WHAT THE EXERCISE ASKS :: Filter out every line below that lacks "using", and copy the rest.

DATA FOR PROCESSING ::
####

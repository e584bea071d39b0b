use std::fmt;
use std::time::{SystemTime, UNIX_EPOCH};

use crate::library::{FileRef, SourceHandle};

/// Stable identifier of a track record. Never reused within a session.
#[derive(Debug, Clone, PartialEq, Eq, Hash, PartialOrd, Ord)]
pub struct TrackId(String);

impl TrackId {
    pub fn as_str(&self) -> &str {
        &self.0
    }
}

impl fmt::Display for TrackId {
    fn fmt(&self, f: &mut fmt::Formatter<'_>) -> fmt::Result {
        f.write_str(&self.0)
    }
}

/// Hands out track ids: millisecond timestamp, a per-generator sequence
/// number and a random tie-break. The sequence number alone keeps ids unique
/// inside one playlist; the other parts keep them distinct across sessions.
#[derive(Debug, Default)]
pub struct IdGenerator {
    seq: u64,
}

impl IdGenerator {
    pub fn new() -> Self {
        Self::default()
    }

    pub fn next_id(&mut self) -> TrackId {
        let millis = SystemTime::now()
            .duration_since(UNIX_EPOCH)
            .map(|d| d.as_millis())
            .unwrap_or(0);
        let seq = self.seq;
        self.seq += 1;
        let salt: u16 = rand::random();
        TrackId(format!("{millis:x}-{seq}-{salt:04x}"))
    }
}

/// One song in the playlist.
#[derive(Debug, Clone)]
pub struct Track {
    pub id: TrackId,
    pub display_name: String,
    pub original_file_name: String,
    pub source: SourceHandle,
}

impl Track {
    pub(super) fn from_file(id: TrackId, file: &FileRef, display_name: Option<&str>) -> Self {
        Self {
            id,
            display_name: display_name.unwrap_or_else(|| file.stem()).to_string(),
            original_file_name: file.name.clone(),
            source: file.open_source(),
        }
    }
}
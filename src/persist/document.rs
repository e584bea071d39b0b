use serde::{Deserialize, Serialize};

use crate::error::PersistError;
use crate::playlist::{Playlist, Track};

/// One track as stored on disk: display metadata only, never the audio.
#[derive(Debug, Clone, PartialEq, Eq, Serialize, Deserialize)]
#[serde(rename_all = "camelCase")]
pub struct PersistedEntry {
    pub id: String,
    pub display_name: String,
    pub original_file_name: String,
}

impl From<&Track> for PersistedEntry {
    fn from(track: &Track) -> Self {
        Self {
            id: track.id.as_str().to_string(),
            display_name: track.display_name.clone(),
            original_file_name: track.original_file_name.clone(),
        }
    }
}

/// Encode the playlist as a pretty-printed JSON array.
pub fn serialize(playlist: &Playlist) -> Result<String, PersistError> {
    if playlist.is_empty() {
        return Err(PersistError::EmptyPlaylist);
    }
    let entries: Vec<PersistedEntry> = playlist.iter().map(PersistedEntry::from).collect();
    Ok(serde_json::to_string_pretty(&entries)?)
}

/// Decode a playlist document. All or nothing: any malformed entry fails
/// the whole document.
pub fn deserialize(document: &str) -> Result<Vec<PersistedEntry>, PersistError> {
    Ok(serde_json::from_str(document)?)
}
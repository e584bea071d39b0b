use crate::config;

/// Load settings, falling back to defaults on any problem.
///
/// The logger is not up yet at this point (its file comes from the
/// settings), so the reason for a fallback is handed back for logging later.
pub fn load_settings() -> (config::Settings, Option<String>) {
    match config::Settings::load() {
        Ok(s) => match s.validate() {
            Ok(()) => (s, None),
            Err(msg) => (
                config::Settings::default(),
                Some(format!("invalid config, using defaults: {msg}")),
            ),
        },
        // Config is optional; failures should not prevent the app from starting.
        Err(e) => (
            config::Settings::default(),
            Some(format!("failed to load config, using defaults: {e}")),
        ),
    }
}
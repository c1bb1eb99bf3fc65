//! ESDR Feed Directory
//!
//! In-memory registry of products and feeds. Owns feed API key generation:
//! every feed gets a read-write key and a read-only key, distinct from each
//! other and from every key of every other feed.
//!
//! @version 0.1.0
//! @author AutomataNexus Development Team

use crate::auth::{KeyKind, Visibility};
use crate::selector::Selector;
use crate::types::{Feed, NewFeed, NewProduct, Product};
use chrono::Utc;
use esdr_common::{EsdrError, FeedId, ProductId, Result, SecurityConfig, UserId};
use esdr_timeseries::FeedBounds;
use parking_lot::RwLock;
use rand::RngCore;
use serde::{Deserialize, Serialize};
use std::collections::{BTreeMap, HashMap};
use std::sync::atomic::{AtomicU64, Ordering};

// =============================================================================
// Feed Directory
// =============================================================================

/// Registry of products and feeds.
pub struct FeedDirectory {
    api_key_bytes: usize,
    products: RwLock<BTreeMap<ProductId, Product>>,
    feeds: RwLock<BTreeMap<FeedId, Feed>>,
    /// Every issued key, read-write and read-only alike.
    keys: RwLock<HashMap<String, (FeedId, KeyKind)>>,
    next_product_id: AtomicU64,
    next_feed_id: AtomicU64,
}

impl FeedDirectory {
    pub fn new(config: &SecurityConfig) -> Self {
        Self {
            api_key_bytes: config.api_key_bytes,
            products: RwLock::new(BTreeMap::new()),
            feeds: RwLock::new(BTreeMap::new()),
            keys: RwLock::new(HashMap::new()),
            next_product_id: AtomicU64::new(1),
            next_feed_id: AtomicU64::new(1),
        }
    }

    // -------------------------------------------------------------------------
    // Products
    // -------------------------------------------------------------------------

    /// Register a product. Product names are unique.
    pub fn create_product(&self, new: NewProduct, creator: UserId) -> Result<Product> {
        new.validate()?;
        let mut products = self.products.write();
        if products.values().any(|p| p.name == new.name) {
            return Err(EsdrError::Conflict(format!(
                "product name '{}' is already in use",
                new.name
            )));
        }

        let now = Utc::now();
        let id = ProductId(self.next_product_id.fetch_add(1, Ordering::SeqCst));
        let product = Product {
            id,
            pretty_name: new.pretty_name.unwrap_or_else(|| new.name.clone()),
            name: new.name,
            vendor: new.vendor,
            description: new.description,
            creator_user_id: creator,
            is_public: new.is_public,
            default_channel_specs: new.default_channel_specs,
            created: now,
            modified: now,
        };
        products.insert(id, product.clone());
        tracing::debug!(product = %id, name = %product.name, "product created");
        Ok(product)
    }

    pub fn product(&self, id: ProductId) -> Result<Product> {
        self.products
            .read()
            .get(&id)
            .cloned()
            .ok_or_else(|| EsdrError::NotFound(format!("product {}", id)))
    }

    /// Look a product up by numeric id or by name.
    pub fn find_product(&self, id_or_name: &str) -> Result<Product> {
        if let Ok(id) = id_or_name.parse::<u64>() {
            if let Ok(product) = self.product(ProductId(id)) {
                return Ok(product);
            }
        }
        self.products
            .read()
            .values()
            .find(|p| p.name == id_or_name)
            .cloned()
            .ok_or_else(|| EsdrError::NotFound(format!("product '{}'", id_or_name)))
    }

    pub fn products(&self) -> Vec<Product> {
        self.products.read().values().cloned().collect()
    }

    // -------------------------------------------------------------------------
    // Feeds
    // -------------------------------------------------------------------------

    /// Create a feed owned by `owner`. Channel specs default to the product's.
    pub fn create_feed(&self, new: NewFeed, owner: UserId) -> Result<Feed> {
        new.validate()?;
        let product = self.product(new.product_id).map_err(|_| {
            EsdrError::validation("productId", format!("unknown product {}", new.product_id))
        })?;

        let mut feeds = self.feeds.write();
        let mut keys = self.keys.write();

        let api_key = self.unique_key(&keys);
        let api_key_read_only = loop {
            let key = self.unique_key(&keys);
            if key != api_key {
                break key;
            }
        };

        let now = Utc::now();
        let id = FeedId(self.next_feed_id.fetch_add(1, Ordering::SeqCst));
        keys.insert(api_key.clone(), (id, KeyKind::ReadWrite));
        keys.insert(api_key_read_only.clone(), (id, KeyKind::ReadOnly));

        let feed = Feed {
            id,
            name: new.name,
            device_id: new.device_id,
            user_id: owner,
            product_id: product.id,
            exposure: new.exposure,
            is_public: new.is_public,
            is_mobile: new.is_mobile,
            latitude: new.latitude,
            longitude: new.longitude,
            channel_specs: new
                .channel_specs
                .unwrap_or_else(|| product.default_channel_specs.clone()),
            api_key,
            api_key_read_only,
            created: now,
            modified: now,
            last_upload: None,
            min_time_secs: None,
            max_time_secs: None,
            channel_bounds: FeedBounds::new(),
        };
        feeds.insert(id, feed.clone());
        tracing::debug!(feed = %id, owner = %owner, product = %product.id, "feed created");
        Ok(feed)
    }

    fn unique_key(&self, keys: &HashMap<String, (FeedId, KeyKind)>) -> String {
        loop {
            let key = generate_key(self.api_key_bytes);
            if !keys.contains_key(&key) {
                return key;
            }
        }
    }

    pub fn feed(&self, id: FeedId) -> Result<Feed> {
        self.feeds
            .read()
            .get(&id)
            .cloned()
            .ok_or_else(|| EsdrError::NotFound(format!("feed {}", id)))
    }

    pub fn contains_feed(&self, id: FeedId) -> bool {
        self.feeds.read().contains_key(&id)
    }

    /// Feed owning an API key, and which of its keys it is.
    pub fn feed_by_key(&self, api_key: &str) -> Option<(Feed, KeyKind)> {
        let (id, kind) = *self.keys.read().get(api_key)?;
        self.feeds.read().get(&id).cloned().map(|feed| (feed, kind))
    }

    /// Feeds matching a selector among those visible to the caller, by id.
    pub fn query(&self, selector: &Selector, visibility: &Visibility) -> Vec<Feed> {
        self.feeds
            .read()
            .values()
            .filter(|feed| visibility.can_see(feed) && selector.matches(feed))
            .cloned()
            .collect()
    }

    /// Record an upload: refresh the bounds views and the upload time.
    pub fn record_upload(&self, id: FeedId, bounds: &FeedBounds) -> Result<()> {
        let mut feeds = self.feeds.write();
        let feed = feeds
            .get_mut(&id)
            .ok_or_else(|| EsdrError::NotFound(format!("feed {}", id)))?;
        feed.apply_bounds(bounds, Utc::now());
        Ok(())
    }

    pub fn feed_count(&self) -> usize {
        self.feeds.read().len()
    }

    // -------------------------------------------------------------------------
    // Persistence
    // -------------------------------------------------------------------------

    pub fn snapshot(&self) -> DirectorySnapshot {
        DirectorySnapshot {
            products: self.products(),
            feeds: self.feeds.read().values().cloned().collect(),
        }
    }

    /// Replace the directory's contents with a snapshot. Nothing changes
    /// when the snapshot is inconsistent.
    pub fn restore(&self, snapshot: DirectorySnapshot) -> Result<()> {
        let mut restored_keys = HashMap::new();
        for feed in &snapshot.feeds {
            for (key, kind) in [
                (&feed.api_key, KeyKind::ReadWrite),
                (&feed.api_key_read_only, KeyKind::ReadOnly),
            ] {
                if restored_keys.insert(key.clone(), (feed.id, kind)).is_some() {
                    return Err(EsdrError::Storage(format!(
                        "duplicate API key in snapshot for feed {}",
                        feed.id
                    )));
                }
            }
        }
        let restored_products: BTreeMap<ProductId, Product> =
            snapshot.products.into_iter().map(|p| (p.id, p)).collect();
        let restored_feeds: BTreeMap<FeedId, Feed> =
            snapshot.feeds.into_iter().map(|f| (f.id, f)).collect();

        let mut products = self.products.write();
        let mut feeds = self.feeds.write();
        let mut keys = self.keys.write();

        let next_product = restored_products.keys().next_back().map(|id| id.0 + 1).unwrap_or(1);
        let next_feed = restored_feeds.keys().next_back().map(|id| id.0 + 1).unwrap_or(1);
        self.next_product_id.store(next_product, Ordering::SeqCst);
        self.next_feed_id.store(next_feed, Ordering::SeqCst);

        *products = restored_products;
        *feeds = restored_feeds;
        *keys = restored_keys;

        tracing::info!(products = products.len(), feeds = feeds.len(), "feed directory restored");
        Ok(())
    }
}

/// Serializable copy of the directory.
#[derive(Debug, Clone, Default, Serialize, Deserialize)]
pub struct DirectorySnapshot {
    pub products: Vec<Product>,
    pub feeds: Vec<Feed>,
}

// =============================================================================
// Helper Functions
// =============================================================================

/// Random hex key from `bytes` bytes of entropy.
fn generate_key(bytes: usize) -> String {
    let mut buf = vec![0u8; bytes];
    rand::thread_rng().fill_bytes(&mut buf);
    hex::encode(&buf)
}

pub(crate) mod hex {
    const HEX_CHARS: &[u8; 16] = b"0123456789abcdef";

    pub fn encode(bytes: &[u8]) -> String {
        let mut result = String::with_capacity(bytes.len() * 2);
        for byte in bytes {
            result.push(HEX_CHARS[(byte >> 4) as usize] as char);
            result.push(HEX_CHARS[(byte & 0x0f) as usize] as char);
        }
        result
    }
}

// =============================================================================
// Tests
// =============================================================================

####

FINAL ANSWER ::
                Some(format!("invalid config, using defaults: {msg}")),
            Some(format!("failed to load config, using defaults: {e}")),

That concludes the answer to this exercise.